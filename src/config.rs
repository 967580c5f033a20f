use serde::{Deserialize, Serialize};
use std::str::FromStr;
use thiserror::Error;

use crate::stats::models::{League, Season};
use crate::stats::snapshot::{BookAllowList, SnapshotTieBreak};

#[derive(Error, Debug, PartialEq)]
pub enum ConfigError {
    #[error("Invalid value for {key}: {reason}")]
    InvalidValue { key: &'static str, reason: String },
}

/// Permitted physical locations of the opponent-zone table. Each is a `schema.table` name the
/// Postgres store can resolve.
#[derive(Debug, Clone, Copy, Default, PartialEq, Eq, Serialize, Deserialize)]
pub enum OpponentZonesTable {
    #[default]
    #[serde(rename = "nba_data.team_opponent_zones")]
    NbaData,
    #[serde(rename = "main.team_opponent_zones")]
    Main,
}

impl OpponentZonesTable {
    pub const ALL: [OpponentZonesTable; 2] = [OpponentZonesTable::NbaData, OpponentZonesTable::Main];

    pub const fn as_str(&self) -> &'static str {
        match self {
            OpponentZonesTable::NbaData => "nba_data.team_opponent_zones",
            OpponentZonesTable::Main => "main.team_opponent_zones",
        }
    }
}

impl FromStr for OpponentZonesTable {
    type Err = ConfigError;

    fn from_str(s: &str) -> Result<Self, Self::Err> {
        OpponentZonesTable::ALL
            .into_iter()
            .find(|t| t.as_str().eq_ignore_ascii_case(s.trim()))
            .ok_or_else(|| ConfigError::InvalidValue {
                key: "OPP_ZONES_TABLE",
                reason: format!("'{s}' is not a known opponent zone table"),
            })
    }
}

/// Settings the stats layer needs at construction.
#[derive(Debug, Clone, PartialEq, Serialize, Deserialize)]
pub struct StatsConfig {
    pub opponent_zones_table: OpponentZonesTable,
    pub sportsbooks: BookAllowList,
    pub snapshot_tie_break: SnapshotTieBreak,
    /// Season used when an NBA caller does not name one
    pub default_nba_season: String,
}

impl Default for StatsConfig {
    fn default() -> Self {
        Self {
            opponent_zones_table: OpponentZonesTable::default(),
            sportsbooks: BookAllowList::new(["FanDuel", "DraftKings", "BetMGM"]),
            snapshot_tie_break: SnapshotTieBreak::default(),
            default_nba_season: "2024-25".to_string(),
        }
    }
}

impl StatsConfig {
    /// Builds the config from string settings, e.g. `StatsConfig::from_lookup(|k| std::env::var(k).ok())`.
    /// Unset keys keep their defaults.
    pub fn from_lookup<F>(lookup: F) -> Result<Self, ConfigError>
    where
        F: Fn(&str) -> Option<String>,
    {
        let mut config = Self::default();

        if let Some(table) = lookup("OPP_ZONES_TABLE").filter(|v| !v.trim().is_empty()) {
            config.opponent_zones_table = table.parse()?;
        }

        if let Some(books) = lookup("SPORTSBOOKS") {
            config.sportsbooks = BookAllowList::new(
                books
                    .split(',')
                    .map(str::trim)
                    .filter(|b| !b.is_empty()),
            );
        }

        if let Some(tie_break) = lookup("SNAPSHOT_TIE_BREAK").filter(|v| !v.trim().is_empty()) {
            config.snapshot_tie_break =
                tie_break
                    .trim()
                    .parse()
                    .map_err(|_| ConfigError::InvalidValue {
                        key: "SNAPSHOT_TIE_BREAK",
                        reason: format!("'{tie_break}' is not lowest_row_id or highest_row_id"),
                    })?;
        }

        if let Some(season) = lookup("DEFAULT_NBA_SEASON").filter(|v| !v.trim().is_empty()) {
            config.default_nba_season = season.trim().to_string();
        }

        config.validate()?;
        Ok(config)
    }

    pub fn validate(&self) -> Result<(), ConfigError> {
        Season::parse(League::Nba, &self.default_nba_season).map_err(|e| ConfigError::InvalidValue {
            key: "DEFAULT_NBA_SEASON",
            reason: e.to_string(),
        })?;
        Ok(())
    }
}

#[cfg(test)]
mod tests {
    use super::*;
    use std::collections::HashMap;

    fn lookup(pairs: &[(&str, &str)]) -> impl Fn(&str) -> Option<String> {
        let map: HashMap<String, String> = pairs
            .iter()
            .map(|(k, v)| (k.to_string(), v.to_string()))
            .collect();
        move |key| map.get(key).cloned()
    }

    #[test]
    fn defaults_when_unset() {
        let config = StatsConfig::from_lookup(lookup(&[])).unwrap();
        assert_eq!(config, StatsConfig::default());
        assert_eq!(config.opponent_zones_table.as_str(), "nba_data.team_opponent_zones");
        assert_eq!(config.sportsbooks.books().len(), 3);
    }

    #[test]
    fn reads_overrides() {
        let config = StatsConfig::from_lookup(lookup(&[
            ("OPP_ZONES_TABLE", "main.team_opponent_zones"),
            ("SPORTSBOOKS", "FanDuel, Caesars ,"),
            ("SNAPSHOT_TIE_BREAK", "highest_row_id"),
            ("DEFAULT_NBA_SEASON", "2023-24"),
        ]))
        .unwrap();

        assert_eq!(config.opponent_zones_table, OpponentZonesTable::Main);
        assert_eq!(config.sportsbooks.books(), ["FanDuel".to_string(), "Caesars".to_string()]);
        assert_eq!(config.snapshot_tie_break, SnapshotTieBreak::HighestRowId);
        assert_eq!(config.default_nba_season, "2023-24");
    }

    #[test]
    fn arbitrary_table_names_are_rejected() {
        let err = StatsConfig::from_lookup(lookup(&[("OPP_ZONES_TABLE", "nba_data.x; DROP TABLE y")])).unwrap_err();
        assert!(matches!(err, ConfigError::InvalidValue { key: "OPP_ZONES_TABLE", .. }));
    }

    #[test]
    fn cross_database_table_names_are_rejected() {
        let err = StatsConfig::from_lookup(lookup(&[("OPP_ZONES_TABLE", "nba_data.main.team_opponent_zones")]))
            .unwrap_err();
        assert!(matches!(err, ConfigError::InvalidValue { key: "OPP_ZONES_TABLE", .. }));
        for table in OpponentZonesTable::ALL {
            assert_eq!(table.as_str().split('.').count(), 2, "{}", table.as_str());
        }
    }

    #[test]
    fn bad_season_is_rejected() {
        let err = StatsConfig::from_lookup(lookup(&[("DEFAULT_NBA_SEASON", "2023")])).unwrap_err();
        assert!(matches!(err, ConfigError::InvalidValue { key: "DEFAULT_NBA_SEASON", .. }));
    }
}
- - - - -
** TASK STATEMENT **
With every line kept whole, write out the records again exactly.

** SOLVED PROBLEM **
filename src/config.rs
repository 967580c5f033a20f
use serde::{Deserialize, Serialize};
use std::str::FromStr;
use thiserror::Error;

use crate::stats::models::{League, Season};
use crate::stats::snapshot::{BookAllowList, SnapshotTieBreak};

#[derive(Error, Debug, PartialEq)]
pub enum ConfigError {
    #[error("Invalid value for {key}: {reason}")]
    InvalidValue { key: &'static str, reason: String },
}

/// Permitted physical locations of the opponent-zone table. Each is a `schema.table` name the
/// Postgres store can resolve.
#[derive(Debug, Clone, Copy, Default, PartialEq, Eq, Serialize, Deserialize)]
pub enum OpponentZonesTable {
    #[default]
    #[serde(rename = "nba_data.team_opponent_zones")]
    NbaData,
    #[serde(rename = "main.team_opponent_zones")]
    Main,
}

impl OpponentZonesTable {
    pub const ALL: [OpponentZonesTable; 2] = [OpponentZonesTable::NbaData, OpponentZonesTable::Main];

    pub const fn as_str(&self) -> &'static str {
        match self {
            OpponentZonesTable::NbaData => "nba_data.team_opponent_zones",
            OpponentZonesTable::Main => "main.team_opponent_zones",
        }
    }
}

impl FromStr for OpponentZonesTable {
    type Err = ConfigError;

    fn from_str(s: &str) -> Result<Self, Self::Err> {
        OpponentZonesTable::ALL
            .into_iter()
            .find(|t| t.as_str().eq_ignore_ascii_case(s.trim()))
            .ok_or_else(|| ConfigError::InvalidValue {
                key: "OPP_ZONES_TABLE",
                reason: format!("'{s}' is not a known opponent zone table"),
            })
    }
}

/// Settings the stats layer needs at construction.
#[derive(Debug, Clone, PartialEq, Serialize, Deserialize)]
pub struct StatsConfig {
    pub opponent_zones_table: OpponentZonesTable,
    pub sportsbooks: BookAllowList,
    pub snapshot_tie_break: SnapshotTieBreak,
    /// Season used when an NBA caller does not name one
    pub default_nba_season: String,
}

impl Default for StatsConfig {
    fn default() -> Self {
        Self {
            opponent_zones_table: OpponentZonesTable::default(),
            sportsbooks: BookAllowList::new(["FanDuel", "DraftKings", "BetMGM"]),
            snapshot_tie_break: SnapshotTieBreak::default(),
            default_nba_season: "2024-25".to_string(),
        }
    }
}

impl StatsConfig {
    /// Builds the config from string settings, e.g. `StatsConfig::from_lookup(|k| std::env::var(k).ok())`.
    /// Unset keys keep their defaults.
    pub fn from_lookup<F>(lookup: F) -> Result<Self, ConfigError>
    where
        F: Fn(&str) -> Option<String>,
    {
        let mut config = Self::default();

        if let Some(table) = lookup("OPP_ZONES_TABLE").filter(|v| !v.trim().is_empty()) {
            config.opponent_zones_table = table.parse()?;
        }

        if let Some(books) = lookup("SPORTSBOOKS") {
            config.sportsbooks = BookAllowList::new(
                books
                    .split(',')
                    .map(str::trim)
                    .filter(|b| !b.is_empty()),
            );
        }

        if let Some(tie_break) = lookup("SNAPSHOT_TIE_BREAK").filter(|v| !v.trim().is_empty()) {
            config.snapshot_tie_break =
                tie_break
                    .trim()
                    .parse()
                    .map_err(|_| ConfigError::InvalidValue {
                        key: "SNAPSHOT_TIE_BREAK",
                        reason: format!("'{tie_break}' is not lowest_row_id or highest_row_id"),
                    })?;
        }

        if let Some(season) = lookup("DEFAULT_NBA_SEASON").filter(|v| !v.trim().is_empty()) {
            config.default_nba_season = season.trim().to_string();
        }

        config.validate()?;
        Ok(config)
    }

    pub fn validate(&self) -> Result<(), ConfigError> {
        Season::parse(League::Nba, &self.default_nba_season).map_err(|e| ConfigError::InvalidValue {
            key: "DEFAULT_NBA_SEASON",
            reason: e.to_string(),
        })?;
        Ok(())
    }
}

#[cfg(test)]
mod tests {
    use super::*;
    use std::collections::HashMap;

    fn lookup(pairs: &[(&str, &str)]) -> impl Fn(&str) -> Option<String> {
        let map: HashMap<String, String> = pairs
            .iter()
            .map(|(k, v)| (k.to_string(), v.to_string()))
            .collect();
        move |key| map.get(key).cloned()
    }

    #[test]
    fn defaults_when_unset() {
        let config = StatsConfig::from_lookup(lookup(&[])).unwrap();
        assert_eq!(config, StatsConfig::default());
        assert_eq!(config.opponent_zones_table.as_str(), "nba_data.team_opponent_zones");
        assert_eq!(config.sportsbooks.books().len(), 3);
    }

    #[test]
    fn reads_overrides() {
        let config = StatsConfig::from_lookup(lookup(&[
            ("OPP_ZONES_TABLE", "main.team_opponent_zones"),
            ("SPORTSBOOKS", "FanDuel, Caesars ,"),
            ("SNAPSHOT_TIE_BREAK", "highest_row_id"),
            ("DEFAULT_NBA_SEASON", "2023-24"),
        ]))
        .unwrap();

        assert_eq!(config.opponent_zones_table, OpponentZonesTable::Main);
        assert_eq!(config.sportsbooks.books(), ["FanDuel".to_string(), "Caesars".to_string()]);
        assert_eq!(config.snapshot_tie_break, SnapshotTieBreak::HighestRowId);
        assert_eq!(config.default_nba_season, "2023-24");
    }

    #[test]
    fn arbitrary_table_names_are_rejected() {
        let err = StatsConfig::from_lookup(lookup(&[("OPP_ZONES_TABLE", "nba_data.x; DROP TABLE y")])).unwrap_err();
        assert!(matches!(err, ConfigError::InvalidValue { key: "OPP_ZONES_TABLE", .. }));
    }

    #[test]
    fn cross_database_table_names_are_rejected() {
        let err = StatsConfig::from_lookup(lookup(&[("OPP_ZONES_TABLE", "nba_data.main.team_opponent_zones")]))
            .unwrap_err();
        assert!(matches!(err, ConfigError::InvalidValue { key: "OPP_ZONES_TABLE", .. }));
        for table in OpponentZonesTable::ALL {
            assert_eq!(table.as_str().split('.').count(), 2, "{}", table.as_str());
        }
    }

    #[test]
    fn bad_season_is_rejected() {
        let err = StatsConfig::from_lookup(lookup(&[("DEFAULT_NBA_SEASON", "2023")])).unwrap_err();
        assert!(matches!(err, ConfigError::InvalidValue { key: "DEFAULT_NBA_SEASON", .. }));
    }
}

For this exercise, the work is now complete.